Eduard, im Innersten bewegt, hätte des Vaters Stirne streicheln wollen, aber er nahm den nunmehr dargebotenen Sessel, gegenüber, und sagte, den Säbel zwischen den Stiefeln, ganz leise klirrend:

»Darf ich gehorsamst bitten, Eure Durchlaucht von nun an nach schwachen Kräften etwas zu entlasten?«

Der alte Herr blickte auf, er sah das blonde gescheitelte Haar, er strich sich über die langen weißen Musikerhaare, er sagte: »Komm, laß das, lieber Eduard. Reden wir doch menschlich, vielleicht ist es das letzte Mal oder bestenfalls das drittletzte. Natürlich wirst du mich entlasten, das heißt, ich werde dich sehr bald mit allem belasten, indem ich mich zu deiner Mutter begebe. Du bist etwas hypermodern, Tauernheim hat schreckliche Angst um die Zukunft, alle sind im Grunde des Todes erschrocken, als sie sahen, Prinz Eduard kommt dran. Ich bin ganz ruhig, denn du bist ja sehr gut. Soll ich dir Lehren geben wie Polonius? Du kennst doch den Rummel. Immer an die Leute denken, aber nicht einundzwanzigstes Jahrhundert spielen und namentlich nicht hier. Demokratisch, natürlich, aber nicht Karl Marx, lieber Eduard, den du ja sehr schätzen sollst, und auch nicht Herwegh. Wir sind doch Liliputaner. Mein Gott, ich brauche doch nicht wie der alte Moor seitenlang zu rezitieren, was du seit zehn Jahren mit angesehen hast.«

Er pausierte, er suchte eine andere Stellung im Fauteuil. »Eins allerdings, lieber Eduard. Du siehst, wie rasch ein Auto den Berg herunterrutscht. Auf zwei Augen darf also die Sache nicht stehn.«

Eduard hatte sich's zugeschworen, er wollte dieses sich verklärende Gemüt nicht mit seinen Plänen beunruhigen. So sagte er nur allgemein:

»Gewiß, Papa, es wird geheiratet werden. Du meinst doch wohl Leonore?«

Der alte Herr lächelte, und nun vollends sah der Sohn den Verfall des Auges, das nicht mehr blitzte, als er sagte:

»Die Frage wäre, wen du meinst?«

»Raison d'Etat, lieber Vater. Wir sprachen ja früher wiederholt.«

»Eduard?«

»Ja, Papa.«

»Wie war es denn auf der Jacht, deren Bild du schicktest. War's nicht aus Messina?«

Eduard spielte mit der Koppel an seinen Knien.
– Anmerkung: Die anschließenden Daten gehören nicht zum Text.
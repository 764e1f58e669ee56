// HTTP route handlers for the k6 webhook server

use axum::{
    body::Bytes,
    extract::{ConnectInfo, State},
    http::{header, StatusCode, Uri},
    response::{IntoResponse, Response},
};
use std::net::SocketAddr;
use std::sync::Arc;
use tokio_util::sync::CancellationToken;
use tracing::{error, info_span, Instrument};
use uuid::Uuid;

use crate::single_request::error_response;
use crate::AppState;

/// POST /launch-test - Launch a k6 load test for a Flagger webhook
///
/// The launch runs in its own task so that a disconnecting caller only
/// cancels the request scope; the bookkeeping for the run still completes.
pub async fn launch_test(
    State(state): State<Arc<AppState>>,
    connect_info: Option<ConnectInfo<SocketAddr>>,
    uri: Uri,
    body: Bytes,
) -> Response {
    let request_id = Uuid::new_v4();
    let ip = connect_info
        .map(|ConnectInfo(addr)| addr.to_string())
        .unwrap_or_default();
    let span = info_span!("launch", request_id = %request_id, command = %uri, ip = %ip);

    let request_scope = CancellationToken::new();
    let _request_guard = request_scope.clone().drop_guard();

    let launcher = state.launcher.clone();
    let task = tokio::spawn(
        async move { launcher.handle(&body, request_scope).await }.instrument(span),
    );

    let response = match task.await {
        Ok(response) => response,
        Err(e) => {
            error!(request_id = %request_id, error = %e, "Launch task failed");
            error_response(StatusCode::INTERNAL_SERVER_ERROR, "internal error")
        }
    };

    state
        .launcher
        .metrics()
        .record_request(response.status().as_u16());
    response
}

/// GET /health - Liveness check
pub async fn health_check() -> impl IntoResponse {
    (StatusCode::OK, "Good to go!")
}

/// GET /metrics - Prometheus exposition
pub async fn metrics(State(state): State<Arc<AppState>>) -> Response {
    match state.launcher.encode_metrics() {
        Ok(text) => (
            StatusCode::OK,
            [(header::CONTENT_TYPE, "text/plain; version=0.0.4")],
            text,
        )
            .into_response(),
        Err(e) => {
            error!(error = %e, "Failed to encode metrics");
            error_response(StatusCode::INTERNAL_SERVER_ERROR, &e.to_string())
        }
    }
}
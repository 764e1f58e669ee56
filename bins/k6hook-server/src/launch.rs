// Launch handler: shared state behind /launch-test

use anyhow::Context;
use futures_util::future::{BoxFuture, FutureExt};
use k6hook_common::config::LaunchConfig;
use std::sync::Arc;
use std::time::Duration;
use tokio_util::sync::CancellationToken;
use tracing::debug;

use crate::admission::AdmissionGate;
use crate::engine::K6Client;
use crate::failure_memo::FailureMemo;
use crate::metrics::{LaunchMetrics, MetricsResult};
use crate::reaper::ProcessReaper;
use crate::secrets::SecretStore;
use crate::slack::Notifier;

/// Pause between readiness checks; swapped out in tests
pub type Sleeper = Arc<dyn Fn(Duration) -> BoxFuture<'static, ()> + Send + Sync>;

pub fn tokio_sleeper() -> Sleeper {
    Arc::new(|duration| tokio::time::sleep(duration).boxed())
}

/// State shared by every launch request: the admission gate, the failure
/// memo, the reaper and the collaborators a run needs.
pub struct LaunchHandler {
    pub(crate) client: Arc<dyn K6Client>,
    pub(crate) secrets: Option<Arc<dyn SecretStore>>,
    pub(crate) notifier: Arc<dyn Notifier>,
    pub(crate) gate: AdmissionGate,
    pub(crate) failures: FailureMemo,
    pub(crate) reaper: ProcessReaper,
    pub(crate) metrics: Arc<LaunchMetrics>,
    pub(crate) shutdown: CancellationToken,
    pub(crate) config: LaunchConfig,
    pub(crate) sleep: Sleeper,
}

impl LaunchHandler {
    /// Must be called inside a tokio runtime; the reaper starts right away
    /// and stops once `shutdown` fires.
    pub fn new(
        shutdown: CancellationToken,
        client: Arc<dyn K6Client>,
        secrets: Option<Arc<dyn SecretStore>>,
        notifier: Arc<dyn Notifier>,
        config: LaunchConfig,
    ) -> anyhow::Result<Self> {
        config
            .validate()
            .map_err(anyhow::Error::msg)
            .context("invalid launch configuration")?;

        let metrics = Arc::new(
            LaunchMetrics::new(config.max_concurrent_tests)
                .context("registering launch metrics")?,
        );
        let reaper = ProcessReaper::start(
            config.max_concurrent_tests,
            shutdown.clone(),
            metrics.clone(),
        );

        Ok(Self {
            client,
            secrets,
            notifier,
            gate: AdmissionGate::new(config.max_concurrent_tests),
            failures: FailureMemo::new(),
            reaper,
            metrics,
            shutdown,
            config,
            sleep: tokio_sleeper(),
        })
    }

    pub fn with_sleeper(mut self, sleep: Sleeper) -> Self {
        self.sleep = sleep;
        self
    }

    /// Blocks until shutdown has fired and every handed-off run was reaped
    pub async fn wait(&self) {
        self.reaper.wait().await;
        debug!("Launch handler finished");
    }

    /// Retry-After seconds for rejected requests
    pub fn wait_time(&self) -> u64 {
        self.metrics.wait_time(self.config.default_wait_time)
    }

    pub fn available_test_runs(&self) -> usize {
        self.gate.available()
    }

    pub fn metrics(&self) -> &LaunchMetrics {
        &self.metrics
    }

    /// Prometheus text exposition, with the availability gauge refreshed
    pub fn encode_metrics(&self) -> MetricsResult<String> {
        self.metrics.set_available(self.gate.available());
        self.metrics.encode_text()
    }
}
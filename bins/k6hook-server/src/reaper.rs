// Process reaper: waits on runs nobody else is waiting for

use futures_util::stream::{FuturesUnordered, StreamExt};
use std::sync::Arc;
use tokio::sync::mpsc;
use tokio_util::sync::CancellationToken;
use tracing::{debug, info, warn};

use crate::admission::Permit;
use crate::engine::TestRun;
use crate::metrics::LaunchMetrics;

struct Reapable {
    run: Box<dyn TestRun>,
    permit: Permit,
}

/// Owns the obligation to wait on every run handed to it, exactly once.
///
/// For each run, in order: wait, record the duration, cancel the run's
/// attached scope, release its admission permit. Once shutdown fires no new
/// runs are taken; the runs already registered are waited on (not killed)
/// before [`ProcessReaper::wait`] returns.
pub struct ProcessReaper {
    intake: mpsc::Sender<Reapable>,
    finished: CancellationToken,
    metrics: Arc<LaunchMetrics>,
}

impl ProcessReaper {
    /// Spawn the dispatcher. At most `limit` runs are waited on at once and
    /// at most `limit` more can be queued.
    pub fn start(limit: usize, shutdown: CancellationToken, metrics: Arc<LaunchMetrics>) -> Self {
        let limit = limit.max(1);
        let (intake, rx) = mpsc::channel(limit);
        let finished = CancellationToken::new();

        tokio::spawn(dispatch(
            rx,
            limit,
            shutdown,
            metrics.clone(),
            finished.clone(),
        ));

        Self {
            intake,
            finished,
            metrics,
        }
    }

    /// Hand a run and its permit over. Blocks while the intake queue is full.
    /// After shutdown the run is reaped inline by the caller instead.
    pub async fn submit(&self, run: Box<dyn TestRun>, permit: Permit) {
        let pid = run.pid();
        if let Err(mpsc::error::SendError(item)) =
            self.intake.send(Reapable { run, permit }).await
        {
            warn!(pid, "Reaper is shutting down, reaping test run inline");
            reap(item, self.metrics.clone()).await;
        }
    }

    /// Resolves once shutdown has fired and every registered run was reaped
    pub async fn wait(&self) {
        self.finished.cancelled().await;
    }

    #[cfg(test)]
    pub fn is_finished(&self) -> bool {
        self.finished.is_cancelled()
    }
}

async fn dispatch(
    mut intake: mpsc::Receiver<Reapable>,
    limit: usize,
    shutdown: CancellationToken,
    metrics: Arc<LaunchMetrics>,
    finished: CancellationToken,
) {
    let mut waiting = FuturesUnordered::new();

    loop {
        tokio::select! {
            _ = shutdown.cancelled() => break,
            Some(()) = waiting.next(), if !waiting.is_empty() => {}
            item = intake.recv(), if waiting.len() < limit => match item {
                Some(item) => waiting.push(reap(item, metrics.clone())),
                None => break,
            },
        }
    }

    // Stop intake, keep whatever was already queued
    intake.close();
    while let Some(item) = intake.recv().await {
        waiting.push(reap(item, metrics.clone()));
    }

    if !waiting.is_empty() {
        info!(runs = waiting.len(), "Waiting for test runs to exit");
    }
    while waiting.next().await.is_some() {}

    debug!("Reaper finished");
    finished.cancel();
}

async fn reap(item: Reapable, metrics: Arc<LaunchMetrics>) {
    let Reapable { mut run, permit } = item;
    let pid = run.pid();
    debug!(pid, "Waiting for test run to exit");

    if let Err(e) = run.wait().await {
        debug!(pid, error = %e, "Test run exited with an error");
    }
    metrics.observe_run(run.exit_code(), run.execution_duration());
    run.cleanup_context();
    permit.release();

    debug!(pid, "Test run exited");
}
// Launcher configuration shared by the server and its tests

use std::time::Duration;

pub const DEFAULT_LISTEN_PORT: u16 = 8000;
pub const DEFAULT_MAX_CONCURRENT_TESTS: usize = 1000;
pub const DEFAULT_K6_BINARY: &str = "k6";

/// Tunables for a launch handler.
///
/// Readiness is checked a fixed number of times with a fixed pause; a run
/// that never prints its output banner within that window is failed.
#[derive(Debug, Clone, PartialEq, Eq)]
pub struct LaunchConfig {
    pub max_concurrent_tests: usize,
    pub readiness_attempts: u32,
    pub readiness_interval: Duration,
    /// Retry-After hint used when no run duration has been observed
    pub default_wait_time: Duration,
}

impl LaunchConfig {
    pub fn new(max_concurrent_tests: usize) -> Self {
        Self {
            max_concurrent_tests,
            ..Self::default()
        }
    }

    pub fn validate(&self) -> Result<(), String> {
        if self.max_concurrent_tests == 0 {
            return Err("max concurrent tests must be at least 1".to_string());
        }
        if self.readiness_attempts == 0 {
            return Err("readiness attempts must be at least 1".to_string());
        }
        Ok(())
    }
}

impl Default for LaunchConfig {
    fn default() -> Self {
        Self {
            max_concurrent_tests: DEFAULT_MAX_CONCURRENT_TESTS,
            readiness_attempts: 10,
            readiness_interval: Duration::from_secs(2),
            default_wait_time: Duration::from_secs(60),
        }
    }
}
mod admission;
mod config;
mod engine;
mod failure_memo;
mod handlers;
mod launch;
mod metrics;
mod output;
mod reaper;
mod routes;
mod secrets;
mod server;
mod single_request;
mod slack;

#[cfg(test)]
mod testing;

use clap::Parser;
use launch::LaunchHandler;
use std::sync::Arc;
use tracing::info;

#[derive(Clone)]
pub struct AppState {
    pub launcher: Arc<LaunchHandler>,
}

#[tokio::main]
async fn main() -> anyhow::Result<()> {
    let cli = config::Cli::parse();
    server::init_tracing(&cli.log_level, cli.log_format);

    info!(version = env!("CARGO_PKG_VERSION"), "k6 webhook server booting...");

    server::serve(cli).await
}
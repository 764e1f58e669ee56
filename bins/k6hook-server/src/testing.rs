// Hand-written fakes for the launch handler's collaborators

use async_trait::async_trait;
use std::collections::{BTreeMap, HashMap, VecDeque};
use std::io;
use std::sync::atomic::{AtomicBool, AtomicUsize, Ordering};
use std::sync::{Arc, Mutex};
use std::time::Duration;
use tokio_util::sync::CancellationToken;

use crate::engine::{K6Client, RunError, StartError, TestRun};
use crate::output::OutputBuffer;
use crate::secrets::{SecretData, SecretError, SecretStore};
use crate::slack::{NotifyError, Notifier, ThreadHandles};

/// Behaviour of one fake k6 run
#[derive(Debug, Clone)]
pub struct FakeScript {
    /// Written to the output buffer when the run starts
    pub initial_output: String,
    /// Written when the run finishes
    pub final_output: String,
    pub result: Result<(), RunError>,
    pub exit_code: i32,
    pub duration: Duration,
    /// Block `wait` until released or until the run scope is cancelled
    pub hold: bool,
}

impl FakeScript {
    pub fn succeeding(final_output: &str) -> Self {
        Self {
            initial_output: String::new(),
            final_output: final_output.to_string(),
            result: Ok(()),
            exit_code: 0,
            duration: Duration::from_secs(30),
            hold: false,
        }
    }

    pub fn failing(exit_code: i32, final_output: &str) -> Self {
        Self {
            result: Err(RunError::ExitCode(exit_code)),
            exit_code,
            ..Self::succeeding(final_output)
        }
    }

    pub fn with_initial_output(mut self, output: &str) -> Self {
        self.initial_output = output.to_string();
        self
    }

    pub fn with_duration(mut self, duration: Duration) -> Self {
        self.duration = duration;
        self
    }

    pub fn held(mut self) -> Self {
        self.hold = true;
        self
    }
}

/// What a test can observe about a fake run
#[derive(Debug, Default)]
pub struct RunProbe {
    pub waits: AtomicUsize,
    pub cleanups: AtomicUsize,
    pub kills: AtomicUsize,
    /// Set when the run scope ended a held wait
    pub cancelled: AtomicBool,
    /// Cancel to let a held run finish
    pub release: CancellationToken,
}

pub struct FakeTestRun {
    script: FakeScript,
    probe: Arc<RunProbe>,
    scope: CancellationToken,
    output: OutputBuffer,
    cancel_scope: Option<CancellationToken>,
    outcome: Option<Result<(), RunError>>,
}

impl FakeTestRun {
    pub fn new(
        script: FakeScript,
        scope: CancellationToken,
        output: OutputBuffer,
    ) -> (Self, Arc<RunProbe>) {
        output.append(script.initial_output.as_bytes());
        let probe = Arc::new(RunProbe::default());
        let run = Self {
            script,
            probe: probe.clone(),
            scope,
            output,
            cancel_scope: None,
            outcome: None,
        };
        (run, probe)
    }

    fn killed(&self) -> bool {
        self.probe.cancelled.load(Ordering::SeqCst)
    }
}

#[async_trait]
impl TestRun for FakeTestRun {
    async fn wait(&mut self) -> Result<(), RunError> {
        self.probe.waits.fetch_add(1, Ordering::SeqCst);
        if let Some(outcome) = &self.outcome {
            return outcome.clone();
        }

        if self.script.hold {
            tokio::select! {
                _ = self.probe.release.cancelled() => {}
                _ = self.scope.cancelled() => {
                    self.probe.cancelled.store(true, Ordering::SeqCst);
                    let outcome = Err(RunError::Terminated("signal: 9 (SIGKILL)".to_string()));
                    self.outcome = Some(outcome.clone());
                    return outcome;
                }
            }
        }

        self.output.append(self.script.final_output.as_bytes());
        self.outcome = Some(self.script.result.clone());
        self.script.result.clone()
    }

    fn kill(&self) {
        self.probe.kills.fetch_add(1, Ordering::SeqCst);
    }

    fn pid(&self) -> Option<u32> {
        Some(4242)
    }

    fn exited(&self) -> bool {
        self.outcome.is_some()
    }

    fn exit_code(&self) -> i32 {
        match self.outcome {
            Some(_) if !self.killed() => self.script.exit_code,
            _ => -1,
        }
    }

    fn execution_duration(&self) -> Duration {
        if self.outcome.is_some() {
            self.script.duration
        } else {
            Duration::ZERO
        }
    }

    fn set_cancel_scope(&mut self, scope: CancellationToken) {
        self.cancel_scope = Some(scope);
    }

    fn cleanup_context(&self) {
        self.probe.cleanups.fetch_add(1, Ordering::SeqCst);
        if let Some(scope) = &self.cancel_scope {
            scope.cancel();
        }
    }
}

#[derive(Debug, Clone, PartialEq, Eq)]
pub struct StartCall {
    pub script: String,
    pub upload: bool,
    pub env: Option<BTreeMap<String, String>>,
}

/// Starts [`FakeTestRun`]s. Scripts are consumed in order; the last one is
/// reused for every further start.
#[derive(Default)]
pub struct FakeK6Client {
    scripts: Mutex<VecDeque<FakeScript>>,
    fail_start: Option<String>,
    starts: Mutex<Vec<StartCall>>,
    probes: Mutex<Vec<Arc<RunProbe>>>,
    scopes: Mutex<Vec<CancellationToken>>,
}

impl FakeK6Client {
    pub fn new(scripts: Vec<FakeScript>) -> Self {
        Self {
            scripts: Mutex::new(scripts.into()),
            ..Self::default()
        }
    }

    pub fn failing_to_start(message: &str) -> Self {
        Self {
            fail_start: Some(message.to_string()),
            ..Self::default()
        }
    }

    pub fn starts(&self) -> Vec<StartCall> {
        self.starts.lock().unwrap().clone()
    }

    pub fn probe(&self, index: usize) -> Arc<RunProbe> {
        self.probes.lock().unwrap()[index].clone()
    }

    pub fn probes(&self) -> Vec<Arc<RunProbe>> {
        self.probes.lock().unwrap().clone()
    }

    /// The run scope handed to the n-th start, including failed starts
    pub fn scope(&self, index: usize) -> CancellationToken {
        self.scopes.lock().unwrap()[index].clone()
    }

    fn next_script(&self) -> FakeScript {
        let mut scripts = self.scripts.lock().unwrap();
        if scripts.len() > 1 {
            scripts.pop_front().unwrap()
        } else {
            scripts
                .front()
                .cloned()
                .unwrap_or_else(|| FakeScript::succeeding(""))
        }
    }
}

#[async_trait]
impl K6Client for FakeK6Client {
    async fn start(
        &self,
        cancel: CancellationToken,
        script: &str,
        upload: bool,
        env: Option<BTreeMap<String, String>>,
        output: OutputBuffer,
    ) -> Result<Box<dyn TestRun>, StartError> {
        self.starts.lock().unwrap().push(StartCall {
            script: script.to_string(),
            upload,
            env,
        });
        self.scopes.lock().unwrap().push(cancel.clone());
        if let Some(message) = &self.fail_start {
            return Err(StartError::Spawn {
                binary: "k6".to_string(),
                source: io::Error::new(io::ErrorKind::NotFound, message.clone()),
            });
        }

        let (run, probe) = FakeTestRun::new(self.next_script(), cancel, output);
        self.probes.lock().unwrap().push(probe);
        Ok(Box::new(run))
    }
}

#[derive(Debug, Clone, PartialEq, Eq)]
pub enum NotifierCall {
    Send {
        channels: Vec<String>,
        text: String,
        context: String,
    },
    Update {
        threads: ThreadHandles,
        text: String,
        context: String,
    },
    AddFile {
        threads: ThreadHandles,
        file_name: String,
        content: String,
    },
}

/// Records every call. Thread handles are `C-<channel>` -> `ts-<n>`.
#[derive(Default)]
pub struct RecordingNotifier {
    calls: Mutex<Vec<NotifierCall>>,
    fail: bool,
}

impl RecordingNotifier {
    pub fn failing() -> Self {
        Self {
            fail: true,
            ..Self::default()
        }
    }

    pub fn calls(&self) -> Vec<NotifierCall> {
        self.calls.lock().unwrap().clone()
    }

    fn record(&self, method: &str, call: NotifierCall) -> Result<(), NotifyError> {
        self.calls.lock().unwrap().push(call);
        if self.fail {
            return Err(NotifyError::Api {
                method: method.to_string(),
                error: "fatal_error".to_string(),
            });
        }
        Ok(())
    }
}

#[async_trait]
impl Notifier for RecordingNotifier {
    async fn send_messages(
        &self,
        channels: &[String],
        text: &str,
        context: &str,
    ) -> Result<ThreadHandles, NotifyError> {
        self.record(
            "chat.postMessage",
            NotifierCall::Send {
                channels: channels.to_vec(),
                text: text.to_string(),
                context: context.to_string(),
            },
        )?;
        Ok(channels
            .iter()
            .enumerate()
            .map(|(n, channel)| (format!("C-{channel}"), format!("ts-{}", n + 1)))
            .collect())
    }

    async fn update_messages(
        &self,
        threads: &ThreadHandles,
        text: &str,
        context: &str,
    ) -> Result<(), NotifyError> {
        self.record(
            "chat.update",
            NotifierCall::Update {
                threads: threads.clone(),
                text: text.to_string(),
                context: context.to_string(),
            },
        )
    }

    async fn add_file_to_threads(
        &self,
        threads: &ThreadHandles,
        file_name: &str,
        content: &str,
    ) -> Result<(), NotifyError> {
        self.record(
            "files.completeUploadExternal",
            NotifierCall::AddFile {
                threads: threads.clone(),
                file_name: file_name.to_string(),
                content: content.to_string(),
            },
        )
    }
}

#[derive(Default)]
pub struct MemorySecretStore {
    secrets: Mutex<HashMap<(String, String), SecretData>>,
}

impl MemorySecretStore {
    pub fn insert(&self, namespace: &str, name: &str, data: &[(&str, &str)]) {
        let data = data
            .iter()
            .map(|(key, value)| (key.to_string(), value.as_bytes().to_vec()))
            .collect();
        self.secrets
            .lock()
            .unwrap()
            .insert((namespace.to_string(), name.to_string()), data);
    }
}

#[async_trait]
impl SecretStore for MemorySecretStore {
    async fn get(&self, namespace: &str, name: &str) -> Result<SecretData, SecretError> {
        self.secrets
            .lock()
            .unwrap()
            .get(&(namespace.to_string(), name.to_string()))
            .cloned()
            .ok_or_else(|| SecretError::NotFound {
                name: name.to_string(),
            })
    }
}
»Excelsior? Tja. Charmante Wochen.«

»Und bist du nun durchs Ziel gegangen? Ich zweifle ja nicht an deinen Reizen, aber eine kapriziöse Frau, weißt du, zu fünf Männern – und dieser Scherer zählt doch auch als Rivale!«

Der Vater, dem niemand die Zugehörigkeit dieser Frau zu seinem Sohne hätte erweisen können, hatte von der Seefahrt dessen Sieg und Rettung erhofft, denn nach den ihm gewordenen Schilderungen aus Berlin mußte er bisher auf die Berechnung einer klugen Frau schließen, den verliebten Prinzen bis zu einem Eheversprechen zu bringen. Mit dem Unglück und der veränderten Thronfolge wuchs seine Befürchtung, denn nun mit einem Male hing das Geschick des Erblandes daran. Der Sohn, der auf diese Konklusionen des Fürsten schließen konnte, wollte um alles nicht den Herzleidenden erregen, der eine morganatische Ehe nun offenbar weniger als den Hinwegfall ebenbürtiger Kinder und somit den stets sorgsam verhüteten Erbfall des Landes an die Vettern fürchten mochte. Er war entschlossen, sich zu verschweigen, und doch trieb ihn moralische Rücksicht auf Klugheit und Güte des Vaters an, nicht direkt zu lügen. Aber zugleich hatte er sich, in Erwartung dieser Fragen, verschworen, mit Worten nicht zu geloben, was er bald, vor einem Toten, nicht mehr widerrufen könnte. Deshalb erwiderte er zunächst:

»Ja, Scherer ist ein bedeutender Kerl, dabei uneigennützig. Man sollte ihn in Bankfragen zu Rate ziehn.«

– Er weicht aus, dachte der Vater besorgt, und immer in Angst, morgen könnt' es zu spät sein, ging er nun direkt vor.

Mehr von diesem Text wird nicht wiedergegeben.